Jeremy Grantham on Our Debt Solution
I understand Jeremy Grantham’s central opinion to be around a certain attitude towards a view of the economy. There is a grave flaw, he stresses, with any model of continuous growth in a fixed environment. The keyword here is “fixed,” meaning finite or limited, but definitely not expanding. However, capitalism seems to operate with an expectation and need for perpetual growth. One measure of yearly national economic growth is the Gross Domestic Product, or GDP. Many politicians, economists, and businesspeople push for growth, insisting that the US GDP is much lower than it was during the 20th century. Yet, Grantham, co-founder and Chief Investment Strategist for Grantham Mayo Van Otterloo, argues that going back to the level of annual economic growth in GDP equal to the 3% yearly increases of the “good old days” of the 20th century is improbable, to say the least. In fact, there are two imposing reasons for this: population, and natural resources.
The issue with population is that it is “a huge input into GDP – it’s population times productivity, well, population plus productivity – and the [workforce] population [increase], which often hit 1.5% [in the 20th c.] has dropped all the way down to maybe 0.2-0.3” and that these are “kind of official numbers” adjusted for the fact that people in the States work somewhat less each year.
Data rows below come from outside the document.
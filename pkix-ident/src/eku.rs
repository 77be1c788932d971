use std::iter::FusedIterator;

use yasna::models::ObjectIdentifier;
use yasna::{ASN1Result, BERReader, DERWriter};

use crate::ext::{Extension, ExtensionValue, KnownExtension};
use crate::oid;
use crate::oid_map::ExtensionKind;
use crate::Error;

/// A purpose for which a certified public key may be used
#[derive(Debug, PartialEq, Eq, Hash, Clone)]
pub enum KeyPurpose {
	/// anyExtendedKeyUsage
	Any,
	/// id-kp-serverAuth
	ServerAuth,
	/// id-kp-clientAuth
	ClientAuth,
	/// id-kp-codeSigning
	CodeSigning,
	/// id-kp-emailProtection
	EmailProtection,
	/// id-kp-timeStamping
	TimeStamping,
	/// id-kp-OCSPSigning
	OcspSigning,
	/// A custom purpose not from the pre-specified list of purposes
	Other(Vec<u64>),
}

impl KeyPurpose {
	/// The OID components of the purpose
	pub fn oid(&self) -> &[u64] {
		use KeyPurpose::*;
		match self {
			Any => oid::KP_ANY,
			ServerAuth => oid::KP_SERVER_AUTH,
			ClientAuth => oid::KP_CLIENT_AUTH,
			CodeSigning => oid::KP_CODE_SIGNING,
			EmailProtection => oid::KP_EMAIL_PROTECTION,
			TimeStamping => oid::KP_TIME_STAMPING,
			OcspSigning => oid::KP_OCSP_SIGNING,
			Other(oid) => oid,
		}
	}

	/// Name the purpose identified by `components`
	pub fn from_oid(components: &[u64]) -> Self {
		use KeyPurpose::*;
		match components {
			oid::KP_ANY => Any,
			oid::KP_SERVER_AUTH => ServerAuth,
			oid::KP_CLIENT_AUTH => ClientAuth,
			oid::KP_CODE_SIGNING => CodeSigning,
			oid::KP_EMAIL_PROTECTION => EmailProtection,
			oid::KP_TIME_STAMPING => TimeStamping,
			oid::KP_OCSP_SIGNING => OcspSigning,
			other => Other(other.to_vec()),
		}
	}

	/// The purpose as an object identifier
	pub fn to_object_identifier(&self) -> ObjectIdentifier {
		ObjectIdentifier::from_slice(self.oid())
	}
}

impl From<&ObjectIdentifier> for KeyPurpose {
	fn from(oid: &ObjectIdentifier) -> Self {
		Self::from_oid(oid.components())
	}
}

/// Content of an X.509v3 extended key usage extension according to
/// [RFC 5280 4.2.1.12](https://www.rfc-editor.org/rfc/rfc5280#section-4.2.1.12).
///
/// The purposes keep their insertion order. Insertion through
/// [`Extension::add_oid`] skips purposes that are already present, while
/// decoding keeps whatever the encoding contains, repeats included, so that a
/// decoded extension re-encodes to the same bytes.
#[derive(Debug, Clone, Default, PartialEq, Eq, Hash)]
pub struct ExtendedKeyUsage {
	purposes: Vec<ObjectIdentifier>,
}

/// An extended key usage extension with its cached encoding
pub type ExtendedKeyUsageExtension = Extension<ExtendedKeyUsage>;

impl ExtendedKeyUsage {
	/// Collect `purposes`, dropping repeats after their first occurrence.
	///
	/// Purposes are not checked here; encoding one without a DER form panics.
	/// [`Extension::add_oid`] checks each OID as it goes.
	pub fn new(purposes: impl IntoIterator<Item = ObjectIdentifier>) -> Self {
		let mut eku = Self::default();
		for purpose in purposes {
			eku.insert(purpose);
		}
		eku
	}

	/// Collect named purposes, dropping repeats after their first occurrence
	pub fn from_purposes(purposes: impl IntoIterator<Item = KeyPurpose>) -> Self {
		Self::new(
			purposes
				.into_iter()
				.map(|purpose| purpose.to_object_identifier()),
		)
	}

	/// Whether `oid` is one of the purposes
	pub fn contains(&self, oid: &ObjectIdentifier) -> bool {
		self.purposes.contains(oid)
	}

	/// The purposes in order
	pub fn iter(&self) -> std::slice::Iter<'_, ObjectIdentifier> {
		self.purposes.iter()
	}

	/// Number of purposes
	pub fn len(&self) -> usize {
		self.purposes.len()
	}

	/// Whether there are no purposes
	pub fn is_empty(&self) -> bool {
		self.purposes.is_empty()
	}

	fn insert(&mut self, oid: ObjectIdentifier) -> bool {
		if self.contains(&oid) {
			return false;
		}
		self.purposes.push(oid);
		true
	}

	fn clear(&mut self) -> bool {
		let had_purposes = !self.purposes.is_empty();
		self.purposes.clear();
		had_purposes
	}
}

impl ExtensionValue for ExtendedKeyUsage {
	fn oid(&self) -> ObjectIdentifier {
		ObjectIdentifier::from_slice(oid::EXT_KEY_USAGE)
	}

	fn write_value(&self, writer: DERWriter) {
		/*
		  ExtKeyUsageSyntax ::= SEQUENCE SIZE (1..MAX) OF KeyPurposeId
		  KeyPurposeId ::= OBJECT IDENTIFIER
		*/
		writer.write_sequence(|writer| {
			for purpose in self.purposes.iter() {
				writer.next().write_oid(purpose);
			}
		});
	}
}

impl KnownExtension for ExtendedKeyUsage {
	const OID: &'static [u64] = oid::EXT_KEY_USAGE;
	const NAME: &'static str = "ExtendedKeyUsage";
	const KIND: ExtensionKind = ExtensionKind::ExtendedKeyUsage;

	fn read_value(reader: BERReader) -> ASN1Result<Self> {
		let mut purposes = Vec::new();
		reader.read_sequence_of(|reader| {
			purposes.push(reader.read_oid()?);
			Ok(())
		})?;
		Ok(Self { purposes })
	}
}

impl Extension<ExtendedKeyUsage> {
	/// Add `oid` unless it is already present.
	///
	/// The cached encoding survives when nothing was added.
	///
	/// # Errors
	///
	/// Returns [`Error::InvalidOid`] if `oid` has no DER encoding. The
	/// extension is left unchanged.
	pub fn add_oid(&mut self, oid: ObjectIdentifier) -> Result<(), Error> {
		oid::check_encodable(&oid)?;
		self.modify(|eku| eku.insert(oid));
		Ok(())
	}

	/// Add a named purpose unless it is already present.
	///
	/// # Errors
	///
	/// Returns [`Error::InvalidOid`] for a [`KeyPurpose::Other`] that has no
	/// DER encoding.
	pub fn add_purpose(&mut self, purpose: &KeyPurpose) -> Result<(), Error> {
		self.add_oid(purpose.to_object_identifier())
	}

	/// Remove every purpose
	pub fn delete_all_oids(&mut self) {
		self.modify(ExtendedKeyUsage::clear);
	}

	/// The purposes as they are now.
	///
	/// The iterator owns a copy, so later changes to the extension do not
	/// show through it.
	pub fn oids(&self) -> Oids {
		Oids(self.value().purposes.clone().into_iter())
	}

	/// The purposes as they are now, by name where one is known
	pub fn purposes(&self) -> impl Iterator<Item = KeyPurpose> {
		self.oids().map(|oid| KeyPurpose::from(&oid))
	}
}

/// Iterator over a snapshot of an extended key usage extension's purposes
#[derive(Debug)]
pub struct Oids(std::vec::IntoIter<ObjectIdentifier>);

impl Iterator for Oids {
	type Item = ObjectIdentifier;

	fn next(&mut self) -> Option<ObjectIdentifier> {
		self.0.next()
	}

	fn size_hint(&self) -> (usize, Option<usize>) {
		self.0.size_hint()
	}
}

impl ExactSizeIterator for Oids {}

impl FusedIterator for Oids {}
//! Object identifier components used by the algorithm catalog and the extension codecs.

use yasna::models::ObjectIdentifier;

use crate::Error;

/// rc2CBC in [RFC 8018](https://www.rfc-editor.org/rfc/rfc8018#appendix-B.2.3)
pub const RC2_CBC_PAD: &[u64] = &[1, 2, 840, 113549, 3, 2];
/// rc4 under the RSADSI encryptionAlgorithm arc
pub const RC4: &[u64] = &[1, 2, 840, 113549, 3, 4];
/// des-EDE3-CBC in [RFC 8018](https://www.rfc-editor.org/rfc/rfc8018#appendix-B.2.2)
pub const DES_EDE3_CBC: &[u64] = &[1, 2, 840, 113549, 3, 7];

/// desECB in the OIW SECSIG algorithm arc
pub const DES_ECB: &[u64] = &[1, 3, 14, 3, 2, 6];
/// desCBC in [RFC 8018](https://www.rfc-editor.org/rfc/rfc8018#appendix-B.2.1)
pub const DES_CBC: &[u64] = &[1, 3, 14, 3, 2, 7];

/// aes in the NIST algorithm arc; every AES identifier below is a child of it
pub const AES: &[u64] = &[2, 16, 840, 1, 101, 3, 4, 1];

/// id-aes128-ECB in [RFC 3565](https://www.rfc-editor.org/rfc/rfc3565#section-4.1)
pub const AES_128_ECB: &[u64] = &[2, 16, 840, 1, 101, 3, 4, 1, 1];
/// id-aes128-CBC in [RFC 3565](https://www.rfc-editor.org/rfc/rfc3565#section-4.1)
pub const AES_128_CBC: &[u64] = &[2, 16, 840, 1, 101, 3, 4, 1, 2];
/// id-aes128-wrap-pad in [RFC 5649](https://www.rfc-editor.org/rfc/rfc5649#section-6)
pub const AES_128_WRAP_PAD: &[u64] = &[2, 16, 840, 1, 101, 3, 4, 1, 8];
/// id-aes192-ECB in [RFC 3565](https://www.rfc-editor.org/rfc/rfc3565#section-4.1)
pub const AES_192_ECB: &[u64] = &[2, 16, 840, 1, 101, 3, 4, 1, 21];
/// id-aes192-CBC in [RFC 3565](https://www.rfc-editor.org/rfc/rfc3565#section-4.1)
pub const AES_192_CBC: &[u64] = &[2, 16, 840, 1, 101, 3, 4, 1, 22];
/// id-aes192-wrap-pad in [RFC 5649](https://www.rfc-editor.org/rfc/rfc5649#section-6)
pub const AES_192_WRAP_PAD: &[u64] = &[2, 16, 840, 1, 101, 3, 4, 1, 28];
/// id-aes256-ECB in [RFC 3565](https://www.rfc-editor.org/rfc/rfc3565#section-4.1)
pub const AES_256_ECB: &[u64] = &[2, 16, 840, 1, 101, 3, 4, 1, 41];
/// id-aes256-CBC in [RFC 3565](https://www.rfc-editor.org/rfc/rfc3565#section-4.1)
pub const AES_256_CBC: &[u64] = &[2, 16, 840, 1, 101, 3, 4, 1, 42];
/// id-aes256-wrap-pad in [RFC 5649](https://www.rfc-editor.org/rfc/rfc5649#section-6)
pub const AES_256_WRAP_PAD: &[u64] = &[2, 16, 840, 1, 101, 3, 4, 1, 48];

/// id-ce-extKeyUsage in [RFC 5280](https://www.rfc-editor.org/rfc/rfc5280#appendix-A)
pub const EXT_KEY_USAGE: &[u64] = &[2, 5, 29, 37];

/// anyExtendedKeyUsage in [RFC 5280](https://www.rfc-editor.org/rfc/rfc5280#section-4.2.1.12)
pub const KP_ANY: &[u64] = &[2, 5, 29, 37, 0];
/// id-kp-serverAuth in [RFC 5280](https://www.rfc-editor.org/rfc/rfc5280#section-4.2.1.12)
pub const KP_SERVER_AUTH: &[u64] = &[1, 3, 6, 1, 5, 5, 7, 3, 1];
/// id-kp-clientAuth in [RFC 5280](https://www.rfc-editor.org/rfc/rfc5280#section-4.2.1.12)
pub const KP_CLIENT_AUTH: &[u64] = &[1, 3, 6, 1, 5, 5, 7, 3, 2];
/// id-kp-codeSigning in [RFC 5280](https://www.rfc-editor.org/rfc/rfc5280#section-4.2.1.12)
pub const KP_CODE_SIGNING: &[u64] = &[1, 3, 6, 1, 5, 5, 7, 3, 3];
/// id-kp-emailProtection in [RFC 5280](https://www.rfc-editor.org/rfc/rfc5280#section-4.2.1.12)
pub const KP_EMAIL_PROTECTION: &[u64] = &[1, 3, 6, 1, 5, 5, 7, 3, 4];
/// id-kp-timeStamping in [RFC 5280](https://www.rfc-editor.org/rfc/rfc5280#section-4.2.1.12)
pub const KP_TIME_STAMPING: &[u64] = &[1, 3, 6, 1, 5, 5, 7, 3, 8];
/// id-kp-OCSPSigning in [RFC 5280](https://www.rfc-editor.org/rfc/rfc5280#section-4.2.1.12)
pub const KP_OCSP_SIGNING: &[u64] = &[1, 3, 6, 1, 5, 5, 7, 3, 9];

#[cfg(test)]
mod tests {
	use super::*;

	#[test]
	fn aes_identifiers_live_under_the_aes_arc() {
		for oid in [
			AES_128_ECB,
			AES_128_CBC,
			AES_128_WRAP_PAD,
			AES_192_ECB,
			AES_192_CBC,
			AES_192_WRAP_PAD,
			AES_256_ECB,
			AES_256_CBC,
			AES_256_WRAP_PAD,
		] {
			assert_eq!(&oid[..AES.len()], AES);
			assert_eq!(oid.len(), AES.len() + 1);
		}
	}

	#[test]
	fn key_purposes_live_under_the_eku_or_pkix_arc() {
		assert_eq!(&KP_ANY[..EXT_KEY_USAGE.len()], EXT_KEY_USAGE);
		for oid in [
			KP_SERVER_AUTH,
			KP_CLIENT_AUTH,
			KP_CODE_SIGNING,
			KP_EMAIL_PROTECTION,
			KP_TIME_STAMPING,
			KP_OCSP_SIGNING,
		] {
			assert_eq!(&oid[..8], &[1, 3, 6, 1, 5, 5, 7, 3]);
		}
	}
}

/// Check that `oid` can be written as DER: at least two arcs, a first arc of
/// 0, 1 or 2, and a second arc below 40 under the first two roots.
pub(crate) fn check_encodable(oid: &ObjectIdentifier) -> Result<(), Error> {
	let encodable = match oid.components().as_slice() {
		[first, second, ..] => {
			*first < 3 && *second < u64::MAX - 80 && (*first == 2 || *second < 40)
		},
		_ => false,
	};
	if !encodable {
		return Err(Error::InvalidOid(oid.to_string()));
	}
	Ok(())
}

#[cfg(test)]
mod encodable_tests {
	use super::*;

	#[test]
	fn encodable_oids() {
		for components in [&[2, 5, 29, 37][..], &[0, 39], &[1, 2, 3], &[2, 999, 3]] {
			let oid = ObjectIdentifier::from_slice(components);
			assert_eq!(check_encodable(&oid), Ok(()), "{}", oid);
			yasna::construct_der(|writer| writer.write_oid(&oid));
		}
	}

	#[test]
	fn unencodable_oids() {
		for components in [&[][..], &[7], &[3, 1], &[1, 40], &[0, 40, 1]] {
			let oid = ObjectIdentifier::from_slice(components);
			assert_eq!(
				check_encodable(&oid),
				Err(Error::InvalidOid(oid.to_string()))
			);
		}
	}
}
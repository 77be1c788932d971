use std::sync::{Arc, Mutex};

use arc_swap::ArcSwap;

use crate::Error;

/// What a registry does when an entry collides with one already present.
#[derive(Clone, Copy, Debug, Default, PartialEq, Eq, Hash)]
pub enum DuplicatePolicy {
	/// Keep the existing entry and report [`Registration::IgnoredDuplicate`].
	#[default]
	Ignore,
	/// Fail with [`Error::DuplicateRegistration`].
	Reject,
}

impl DuplicatePolicy {
	/// Apply the policy to a detected collision described by `what`.
	pub(crate) fn on_duplicate(self, what: String) -> Result<Registration, Error> {
		match self {
			DuplicatePolicy::Ignore => {
				tracing::warn!(entry = %what, "ignoring duplicate registration");
				Ok(Registration::IgnoredDuplicate)
			},
			DuplicatePolicy::Reject => Err(Error::DuplicateRegistration(what)),
		}
	}
}

/// Outcome of a successful call to a registry's `register` operation
#[must_use]
#[derive(Clone, Copy, Debug, PartialEq, Eq, Hash)]
pub enum Registration {
	/// The entry was appended
	Added,
	/// The entry collided and was dropped under [`DuplicatePolicy::Ignore`]
	IgnoredDuplicate,
}

/// A registry that still accepts registrations after it has been shared.
///
/// Readers take an immutable snapshot with [`SharedRegistry::load`]. Writers
/// are serialized by a mutex; each write clones the current snapshot, applies
/// the registration to the clone and publishes it with a single atomic store,
/// so a reader sees either the old or the new registry and never a partial one.
pub struct SharedRegistry<R> {
	current: ArcSwap<R>,
	writer: Mutex<()>,
}

impl<R: Clone> SharedRegistry<R> {
	/// Share an already built registry
	pub fn new(registry: R) -> Self {
		Self {
			current: ArcSwap::from_pointee(registry),
			writer: Mutex::new(()),
		}
	}

	/// The currently published snapshot
	pub fn load(&self) -> Arc<R> {
		self.current.load_full()
	}

	/// Apply `update` to a copy of the current snapshot and publish the copy.
	///
	/// Nothing is published when `update` fails.
	pub fn update<T>(&self, update: impl FnOnce(&mut R) -> Result<T, Error>) -> Result<T, Error> {
		// A poisoned lock only means another writer panicked before storing;
		// the published snapshot is still consistent.
		let _guard = self
			.writer
			.lock()
			.unwrap_or_else(|poisoned| poisoned.into_inner());
		let mut next = R::clone(&self.current.load());
		let out = update(&mut next)?;
		self.current.store(Arc::new(next));
		Ok(out)
	}
}

#[cfg(test)]
mod tests {
	use super::*;

	#[test]
	fn ignore_policy_reports_the_duplicate() {
		assert_eq!(
			DuplicatePolicy::Ignore.on_duplicate("x".to_string()),
			Ok(Registration::IgnoredDuplicate)
		);
		assert_eq!(
			DuplicatePolicy::Reject.on_duplicate("x".to_string()),
			Err(Error::DuplicateRegistration("x".to_string()))
		);
		assert_eq!(DuplicatePolicy::default(), DuplicatePolicy::Ignore);
	}

	#[test]
	fn update_publishes_a_new_snapshot() {
		let shared = SharedRegistry::new(vec![1u32]);
		let before = shared.load();
		shared
			.update(|v| {
				v.push(2);
				Ok(())
			})
			.unwrap();
		assert_eq!(*before, vec![1]);
		assert_eq!(*shared.load(), vec![1, 2]);
	}

	#[test]
	fn failed_update_publishes_nothing() {
		let shared = SharedRegistry::new(vec![1u32]);
		let res = shared.update(|v| {
			v.push(2);
			Err::<(), _>(Error::DuplicateRegistration("2".to_string()))
		});
		assert!(res.is_err());
		assert_eq!(*shared.load(), vec![1]);
	}

	#[test]
	fn concurrent_writers_are_serialized() {
		let shared = Arc::new(SharedRegistry::new(Vec::<u32>::new()));
		let handles = (0..8)
			.map(|i| {
				let shared = shared.clone();
				std::thread::spawn(move || {
					for j in 0..50 {
						shared
							.update(|v| {
								v.push(i * 100 + j);
								Ok(())
							})
							.unwrap();
					}
				})
			})
			.collect::<Vec<_>>();
		for handle in handles {
			handle.join().unwrap();
		}
		assert_eq!(shared.load().len(), 8 * 50);
	}
}
// Advance widths of the standard Helvetica font in 1/1000 em, indexed by
// WinAnsi code. Only the printable ASCII and Latin-1 ranges are covered.

const ASCII: [u16; 95] = [
    278, 278, 355, 556, 556, 889, 667, 191, 333, 333, 389, 584, 278, 333, 278, 278, // 0x20
    556, 556, 556, 556, 556, 556, 556, 556, 556, 556, 278, 278, 584, 584, 584, 556, // 0x30
    1015, 667, 667, 722, 722, 667, 611, 778, 722, 278, 500, 667, 556, 833, 722, 778, // 0x40
    667, 778, 722, 667, 611, 722, 667, 944, 667, 667, 611, 278, 278, 278, 469, 556, // 0x50
    333, 556, 556, 500, 556, 556, 278, 556, 556, 222, 222, 500, 222, 833, 556, 556, // 0x60
    556, 556, 333, 500, 278, 556, 500, 722, 500, 500, 500, 334, 260, 334, 584, // 0x70
];

const LATIN1: [u16; 96] = [
    278, 333, 556, 556, 556, 556, 260, 556, 333, 737, 370, 556, 584, 333, 737, 333, // 0xA0
    400, 584, 333, 333, 333, 556, 537, 278, 333, 333, 365, 556, 834, 834, 834, 611, // 0xB0
    667, 667, 667, 667, 667, 667, 1000, 722, 667, 667, 667, 667, 278, 278, 278, 278, // 0xC0
    722, 722, 778, 778, 778, 778, 778, 584, 778, 722, 722, 722, 722, 667, 667, 611, // 0xD0
    556, 556, 556, 556, 556, 556, 889, 500, 556, 556, 556, 556, 278, 278, 278, 278, // 0xE0
    556, 556, 556, 556, 556, 556, 556, 584, 611, 556, 556, 556, 556, 500, 556, 500, // 0xF0
];

fn glyph_width(c: char) -> Option<u16> {
    match c as u32 {
        code @ 0x20..=0x7E => Some(ASCII[(code - 0x20) as usize]),
        code @ 0xA0..=0xFF => Some(LATIN1[(code - 0xA0) as usize]),
        _ => None,
    }
}

/// Encodes `text` as WinAnsi bytes, or returns the first unsupported character.
pub fn encode_win_ansi(text: &str) -> Result<Vec<u8>, char> {
    text.chars()
        .map(|c| glyph_width(c).map(|_| c as u32 as u8).ok_or(c))
        .collect()
}

/// Rendered width of `text` in points at `font_size`.
pub fn text_width(text: &str, font_size: f32) -> Result<f32, char> {
    let mut units: u32 = 0;
    for c in text.chars() {
        units += u32::from(glyph_width(c).ok_or(c)?);
    }
    Ok(units as f32 * font_size / 1000.0)
}
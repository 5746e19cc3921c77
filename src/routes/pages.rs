use axum::{
    extract::{Multipart, Query, State},
    http::header,
    response::{Html, IntoResponse, Response},
};
use std::sync::Arc;
use tera::Context;

use crate::certificate::CertificateType;
use crate::error::AppError;
use crate::state::AppState;

use super::{read_generate_form, LogQuery};

pub async fn index(State(state): State<Arc<AppState>>) -> Result<Html<String>, AppError> {
    let mut ctx = Context::new();
    let labels: Vec<&str> = CertificateType::ALL.iter().map(|t| t.label()).collect();
    ctx.insert("cert_types", &labels);
    render_template(&state, "index.html", &ctx)
}

/// Runs a batch and answers with the ZIP of every issued certificate. Per-row
/// outcomes travel in headers so the download stays a plain archive.
pub async fn generate(
    State(state): State<Arc<AppState>>,
    multipart: Multipart,
) -> Result<Response, AppError> {
    let input = read_generate_form(&state, multipart).await?;
    let outcome = state.issuer.run(&input.rows, input.cert_type).await;

    let headers = [
        (header::CONTENT_TYPE, "application/zip".to_string()),
        (
            header::CONTENT_DISPOSITION,
            "attachment; filename=\"certificates.zip\"".to_string(),
        ),
    ];
    let counts = [
        ("x-batch-id", outcome.batch_id.clone()),
        ("x-issued-count", outcome.archived.len().to_string()),
        ("x-failed-count", outcome.failed().to_string()),
        ("x-skipped-count", outcome.skipped().to_string()),
        ("x-log-warnings", outcome.warnings.len().to_string()),
    ];

    let mut response = (headers, outcome.archive).into_response();
    for (name, value) in counts {
        if let Ok(value) = value.parse() {
            response.headers_mut().insert(name, value);
        }
    }
    Ok(response)
}

pub async fn log_page(
    State(state): State<Arc<AppState>>,
    Query(query): Query<LogQuery>,
) -> Result<Html<String>, AppError> {
    let mut ctx = Context::new();
    ctx.insert("q", query.q.trim());
    match state.log.list().await {
        Ok(records) => {
            ctx.insert("records", &query.apply(records));
            ctx.insert("error", &Option::<String>::None);
        }
        Err(e) => {
            tracing::error!("Failed to load certificate log: {}", e);
            ctx.insert("records", &Vec::<()>::new());
            ctx.insert("error", &format!("Could not load the certificate log: {e}"));
        }
    }
    render_template(&state, "log.html", &ctx)
}

fn render_template(state: &AppState, name: &str, ctx: &Context) -> Result<Html<String>, AppError> {
    state
        .tera
        .render(name, ctx)
        .map(Html)
        .map_err(|e| AppError::Internal(format!("template {name}: {e}")))
}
Additionally, the fact that women started working in the 20th c. greatly increased the number of people hours offered to the work force; however, the acceleration of women entering the workforce has “completely finished” since its peak around the year 2000. Because of these factors combined, Grantham believes that people should not expect more than a 0.2% increase in hours offered to the workforce, which is about 1% lower than it used to be. Consequently, a 3% increase in GDP in the 21st c. would only happen if there were to be an offsetting 1% increase in productivity. Grantham flatly points out that “there is no possibility of that.”
The other salient issue is that much of this century’s economy rests upon natural resources. Many of these resources are being depleted. Additionally, as some of these resources – fossil fuels to be exact – become scarce, they cost much more to extract. Grantham is aware of the trend “to pump all that good oil … [and] to pump all that traditional natural gas,” but he warns that if we definitely intend to dig all the coal and scramble through the tar sands, the immense cost will not only be paid financially, but also environmentally. The problem is that there is a large industry behind these fossil fuels. And if people have much of their stock value in the oil or coal reserves, then they will be “pretty reluctant to entertain the thought that it would be poisonous to the long term wellbeing to pump it out.” Therefore, it is difficult to challenge this big business.
Grantham notes that past civilizations all peaked and failed. Yet, he offers optimism by suggesting that our global civilization has hope because of two “gifts” none of those past civilizations had that might “let us off the hook,” namely: control over the fertility rate and innovation in alternative energy. He comments that in recent history, as countries got richer, people had fewer children, which then could help in boosting GDP per capita. The use of alternative energy would also help by suppressing the need to use finite resources. If we humans can implement these two strategies, we can “get off this terrible trap of expanding” before we run out of finite resources. We do have the necessary means to “move fairly seamlessly if we choose to make the effort to a renewable source of energy that will not run out.”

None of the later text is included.